[Task data Boundary: Start]
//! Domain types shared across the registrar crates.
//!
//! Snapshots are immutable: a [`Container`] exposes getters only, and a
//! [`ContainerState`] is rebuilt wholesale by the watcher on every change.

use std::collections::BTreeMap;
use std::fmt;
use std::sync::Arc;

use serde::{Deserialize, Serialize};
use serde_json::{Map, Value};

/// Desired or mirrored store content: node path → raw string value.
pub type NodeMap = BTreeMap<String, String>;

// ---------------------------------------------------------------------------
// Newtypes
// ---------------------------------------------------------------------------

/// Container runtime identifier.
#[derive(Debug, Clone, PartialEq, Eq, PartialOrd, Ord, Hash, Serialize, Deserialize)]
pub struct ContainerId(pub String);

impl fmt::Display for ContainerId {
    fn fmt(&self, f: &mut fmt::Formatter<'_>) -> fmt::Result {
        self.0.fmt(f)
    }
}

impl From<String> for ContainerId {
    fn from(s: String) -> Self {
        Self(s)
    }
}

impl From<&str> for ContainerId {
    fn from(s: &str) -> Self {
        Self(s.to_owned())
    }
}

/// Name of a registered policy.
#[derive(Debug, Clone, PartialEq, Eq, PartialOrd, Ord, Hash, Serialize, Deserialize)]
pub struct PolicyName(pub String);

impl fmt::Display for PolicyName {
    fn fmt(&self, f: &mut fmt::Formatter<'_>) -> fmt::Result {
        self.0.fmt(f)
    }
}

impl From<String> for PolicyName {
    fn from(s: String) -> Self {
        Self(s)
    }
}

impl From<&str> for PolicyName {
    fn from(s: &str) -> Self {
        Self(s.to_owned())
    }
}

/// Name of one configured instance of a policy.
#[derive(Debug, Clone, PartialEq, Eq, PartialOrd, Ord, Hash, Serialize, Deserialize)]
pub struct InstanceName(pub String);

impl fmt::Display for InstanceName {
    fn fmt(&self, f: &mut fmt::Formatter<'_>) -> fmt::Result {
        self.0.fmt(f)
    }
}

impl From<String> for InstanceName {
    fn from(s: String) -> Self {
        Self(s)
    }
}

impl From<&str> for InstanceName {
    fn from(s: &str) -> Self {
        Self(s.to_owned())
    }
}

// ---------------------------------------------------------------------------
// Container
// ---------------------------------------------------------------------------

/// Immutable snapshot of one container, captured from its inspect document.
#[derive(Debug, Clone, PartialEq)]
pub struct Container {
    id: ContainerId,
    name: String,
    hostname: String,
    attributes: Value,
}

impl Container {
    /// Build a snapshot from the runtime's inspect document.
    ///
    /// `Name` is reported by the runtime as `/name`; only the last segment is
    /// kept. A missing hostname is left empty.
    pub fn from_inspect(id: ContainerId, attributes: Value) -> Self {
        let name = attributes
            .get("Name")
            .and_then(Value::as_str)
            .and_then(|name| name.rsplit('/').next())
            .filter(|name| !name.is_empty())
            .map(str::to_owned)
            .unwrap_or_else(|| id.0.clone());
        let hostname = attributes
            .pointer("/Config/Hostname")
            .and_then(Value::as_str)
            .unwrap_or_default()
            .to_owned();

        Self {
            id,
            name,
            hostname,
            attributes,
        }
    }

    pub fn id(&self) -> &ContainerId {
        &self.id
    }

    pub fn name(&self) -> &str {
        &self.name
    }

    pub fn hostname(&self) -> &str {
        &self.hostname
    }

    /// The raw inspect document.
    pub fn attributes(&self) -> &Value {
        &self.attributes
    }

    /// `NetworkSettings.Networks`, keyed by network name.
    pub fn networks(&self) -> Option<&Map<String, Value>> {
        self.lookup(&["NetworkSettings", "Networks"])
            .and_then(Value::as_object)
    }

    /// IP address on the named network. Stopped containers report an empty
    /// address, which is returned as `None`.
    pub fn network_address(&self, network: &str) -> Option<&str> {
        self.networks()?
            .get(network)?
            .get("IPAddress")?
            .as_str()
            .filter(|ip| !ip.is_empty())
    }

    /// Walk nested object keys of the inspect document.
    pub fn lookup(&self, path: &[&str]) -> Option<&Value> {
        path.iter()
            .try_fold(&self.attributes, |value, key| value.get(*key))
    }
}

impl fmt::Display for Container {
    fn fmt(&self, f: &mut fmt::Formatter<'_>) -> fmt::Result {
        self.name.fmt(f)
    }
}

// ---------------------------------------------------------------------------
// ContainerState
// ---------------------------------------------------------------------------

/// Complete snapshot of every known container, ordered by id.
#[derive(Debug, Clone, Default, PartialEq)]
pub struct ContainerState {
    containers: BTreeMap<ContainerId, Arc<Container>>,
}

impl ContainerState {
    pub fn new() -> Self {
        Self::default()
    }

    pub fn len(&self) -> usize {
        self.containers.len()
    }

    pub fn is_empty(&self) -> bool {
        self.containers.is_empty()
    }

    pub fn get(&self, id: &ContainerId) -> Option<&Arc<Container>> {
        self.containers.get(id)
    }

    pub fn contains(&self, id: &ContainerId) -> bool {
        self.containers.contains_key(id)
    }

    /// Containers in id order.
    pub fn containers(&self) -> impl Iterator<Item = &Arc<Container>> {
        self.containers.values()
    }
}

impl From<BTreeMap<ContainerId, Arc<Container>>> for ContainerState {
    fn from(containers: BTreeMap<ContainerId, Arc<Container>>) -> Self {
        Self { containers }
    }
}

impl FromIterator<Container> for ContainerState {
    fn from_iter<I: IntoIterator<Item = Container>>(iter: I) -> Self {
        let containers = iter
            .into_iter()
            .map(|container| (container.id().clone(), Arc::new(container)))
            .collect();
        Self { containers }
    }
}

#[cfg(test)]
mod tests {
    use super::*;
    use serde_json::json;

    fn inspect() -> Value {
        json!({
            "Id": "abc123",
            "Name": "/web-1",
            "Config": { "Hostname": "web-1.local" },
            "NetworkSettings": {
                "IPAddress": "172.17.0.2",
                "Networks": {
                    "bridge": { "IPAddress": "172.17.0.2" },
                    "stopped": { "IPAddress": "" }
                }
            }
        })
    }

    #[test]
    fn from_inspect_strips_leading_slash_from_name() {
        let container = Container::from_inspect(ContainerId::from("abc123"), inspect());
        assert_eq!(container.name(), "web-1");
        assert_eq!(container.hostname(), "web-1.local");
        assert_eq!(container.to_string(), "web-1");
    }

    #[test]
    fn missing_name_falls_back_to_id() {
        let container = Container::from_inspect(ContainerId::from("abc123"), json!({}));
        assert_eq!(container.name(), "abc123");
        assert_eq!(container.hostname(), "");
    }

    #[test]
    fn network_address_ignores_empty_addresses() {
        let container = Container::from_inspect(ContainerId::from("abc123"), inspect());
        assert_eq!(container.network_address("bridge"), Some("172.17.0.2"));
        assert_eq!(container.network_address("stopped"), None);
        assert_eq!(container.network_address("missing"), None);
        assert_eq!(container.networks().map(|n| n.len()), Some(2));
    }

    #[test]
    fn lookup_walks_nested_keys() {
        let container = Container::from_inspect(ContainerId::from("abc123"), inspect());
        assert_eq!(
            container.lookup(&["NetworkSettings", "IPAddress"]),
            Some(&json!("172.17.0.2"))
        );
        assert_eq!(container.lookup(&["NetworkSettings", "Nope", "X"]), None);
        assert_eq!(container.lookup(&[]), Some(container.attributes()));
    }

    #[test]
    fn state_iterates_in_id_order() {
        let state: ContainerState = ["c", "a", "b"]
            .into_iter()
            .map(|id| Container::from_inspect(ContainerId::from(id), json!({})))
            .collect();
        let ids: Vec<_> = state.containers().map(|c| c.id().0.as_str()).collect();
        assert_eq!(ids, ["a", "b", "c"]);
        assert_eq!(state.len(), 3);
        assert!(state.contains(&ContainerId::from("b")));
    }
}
[Task data Boundary: End]
Task prompt
Please copy out every entry exactly, with nothing omitted.

Expected answer
//! Domain types shared across the registrar crates.
//!
//! Snapshots are immutable: a [`Container`] exposes getters only, and a
//! [`ContainerState`] is rebuilt wholesale by the watcher on every change.

use std::collections::BTreeMap;
use std::fmt;
use std::sync::Arc;

use serde::{Deserialize, Serialize};
use serde_json::{Map, Value};

/// Desired or mirrored store content: node path → raw string value.
pub type NodeMap = BTreeMap<String, String>;

// ---------------------------------------------------------------------------
// Newtypes
// ---------------------------------------------------------------------------

/// Container runtime identifier.
#[derive(Debug, Clone, PartialEq, Eq, PartialOrd, Ord, Hash, Serialize, Deserialize)]
pub struct ContainerId(pub String);

impl fmt::Display for ContainerId {
    fn fmt(&self, f: &mut fmt::Formatter<'_>) -> fmt::Result {
        self.0.fmt(f)
    }
}

impl From<String> for ContainerId {
    fn from(s: String) -> Self {
        Self(s)
    }
}

impl From<&str> for ContainerId {
    fn from(s: &str) -> Self {
        Self(s.to_owned())
    }
}

/// Name of a registered policy.
#[derive(Debug, Clone, PartialEq, Eq, PartialOrd, Ord, Hash, Serialize, Deserialize)]
pub struct PolicyName(pub String);

impl fmt::Display for PolicyName {
    fn fmt(&self, f: &mut fmt::Formatter<'_>) -> fmt::Result {
        self.0.fmt(f)
    }
}

impl From<String> for PolicyName {
    fn from(s: String) -> Self {
        Self(s)
    }
}

impl From<&str> for PolicyName {
    fn from(s: &str) -> Self {
        Self(s.to_owned())
    }
}

/// Name of one configured instance of a policy.
#[derive(Debug, Clone, PartialEq, Eq, PartialOrd, Ord, Hash, Serialize, Deserialize)]
pub struct InstanceName(pub String);

impl fmt::Display for InstanceName {
    fn fmt(&self, f: &mut fmt::Formatter<'_>) -> fmt::Result {
        self.0.fmt(f)
    }
}

impl From<String> for InstanceName {
    fn from(s: String) -> Self {
        Self(s)
    }
}

impl From<&str> for InstanceName {
    fn from(s: &str) -> Self {
        Self(s.to_owned())
    }
}

// ---------------------------------------------------------------------------
// Container
// ---------------------------------------------------------------------------

/// Immutable snapshot of one container, captured from its inspect document.
#[derive(Debug, Clone, PartialEq)]
pub struct Container {
    id: ContainerId,
    name: String,
    hostname: String,
    attributes: Value,
}

impl Container {
    /// Build a snapshot from the runtime's inspect document.
    ///
    /// `Name` is reported by the runtime as `/name`; only the last segment is
    /// kept. A missing hostname is left empty.
    pub fn from_inspect(id: ContainerId, attributes: Value) -> Self {
        let name = attributes
            .get("Name")
            .and_then(Value::as_str)
            .and_then(|name| name.rsplit('/').next())
            .filter(|name| !name.is_empty())
            .map(str::to_owned)
            .unwrap_or_else(|| id.0.clone());
        let hostname = attributes
            .pointer("/Config/Hostname")
            .and_then(Value::as_str)
            .unwrap_or_default()
            .to_owned();

        Self {
            id,
            name,
            hostname,
            attributes,
        }
    }

    pub fn id(&self) -> &ContainerId {
        &self.id
    }

    pub fn name(&self) -> &str {
        &self.name
    }

    pub fn hostname(&self) -> &str {
        &self.hostname
    }

    /// The raw inspect document.
    pub fn attributes(&self) -> &Value {
        &self.attributes
    }

    /// `NetworkSettings.Networks`, keyed by network name.
    pub fn networks(&self) -> Option<&Map<String, Value>> {
        self.lookup(&["NetworkSettings", "Networks"])
            .and_then(Value::as_object)
    }

    /// IP address on the named network. Stopped containers report an empty
    /// address, which is returned as `None`.
    pub fn network_address(&self, network: &str) -> Option<&str> {
        self.networks()?
            .get(network)?
            .get("IPAddress")?
            .as_str()
            .filter(|ip| !ip.is_empty())
    }

    /// Walk nested object keys of the inspect document.
    pub fn lookup(&self, path: &[&str]) -> Option<&Value> {
        path.iter()
            .try_fold(&self.attributes, |value, key| value.get(*key))
    }
}

impl fmt::Display for Container {
    fn fmt(&self, f: &mut fmt::Formatter<'_>) -> fmt::Result {
        self.name.fmt(f)
    }
}

// ---------------------------------------------------------------------------
// ContainerState
// ---------------------------------------------------------------------------

/// Complete snapshot of every known container, ordered by id.
#[derive(Debug, Clone, Default, PartialEq)]
pub struct ContainerState {
    containers: BTreeMap<ContainerId, Arc<Container>>,
}

impl ContainerState {
    pub fn new() -> Self {
        Self::default()
    }

    pub fn len(&self) -> usize {
        self.containers.len()
    }

    pub fn is_empty(&self) -> bool {
        self.containers.is_empty()
    }

    pub fn get(&self, id: &ContainerId) -> Option<&Arc<Container>> {
        self.containers.get(id)
    }

    pub fn contains(&self, id: &ContainerId) -> bool {
        self.containers.contains_key(id)
    }

    /// Containers in id order.
    pub fn containers(&self) -> impl Iterator<Item = &Arc<Container>> {
        self.containers.values()
    }
}

impl From<BTreeMap<ContainerId, Arc<Container>>> for ContainerState {
    fn from(containers: BTreeMap<ContainerId, Arc<Container>>) -> Self {
        Self { containers }
    }
}

impl FromIterator<Container> for ContainerState {
    fn from_iter<I: IntoIterator<Item = Container>>(iter: I) -> Self {
        let containers = iter
            .into_iter()
            .map(|container| (container.id().clone(), Arc::new(container)))
            .collect();
        Self { containers }
    }
}

#[cfg(test)]
mod tests {
    use super::*;
    use serde_json::json;

    fn inspect() -> Value {
        json!({
            "Id": "abc123",
            "Name": "/web-1",
            "Config": { "Hostname": "web-1.local" },
            "NetworkSettings": {
                "IPAddress": "172.17.0.2",
                "Networks": {
                    "bridge": { "IPAddress": "172.17.0.2" },
                    "stopped": { "IPAddress": "" }
                }
            }
        })
    }

    #[test]
    fn from_inspect_strips_leading_slash_from_name() {
        let container = Container::from_inspect(ContainerId::from("abc123"), inspect());
        assert_eq!(container.name(), "web-1");
        assert_eq!(container.hostname(), "web-1.local");
        assert_eq!(container.to_string(), "web-1");
    }

    #[test]
    fn missing_name_falls_back_to_id() {
        let container = Container::from_inspect(ContainerId::from("abc123"), json!({}));
        assert_eq!(container.name(), "abc123");
        assert_eq!(container.hostname(), "");
    }

    #[test]
    fn network_address_ignores_empty_addresses() {
        let container = Container::from_inspect(ContainerId::from("abc123"), inspect());
        assert_eq!(container.network_address("bridge"), Some("172.17.0.2"));
        assert_eq!(container.network_address("stopped"), None);
        assert_eq!(container.network_address("missing"), None);
        assert_eq!(container.networks().map(|n| n.len()), Some(2));
    }

    #[test]
    fn lookup_walks_nested_keys() {
        let container = Container::from_inspect(ContainerId::from("abc123"), inspect());
        assert_eq!(
            container.lookup(&["NetworkSettings", "IPAddress"]),
            Some(&json!("172.17.0.2"))
        );
        assert_eq!(container.lookup(&["NetworkSettings", "Nope", "X"]), None);
        assert_eq!(container.lookup(&[]), Some(container.attributes()));
    }

    #[test]
    fn state_iterates_in_id_order() {
        let state: ContainerState = ["c", "a", "b"]
            .into_iter()
            .map(|id| Container::from_inspect(ContainerId::from(id), json!({})))
            .collect();
        let ids: Vec<_> = state.containers().map(|c| c.id().0.as_str()).collect();
        assert_eq!(ids, ["a", "b", "c"]);
        assert_eq!(state.len(), 3);
        assert!(state.contains(&ContainerId::from("b")));
    }
}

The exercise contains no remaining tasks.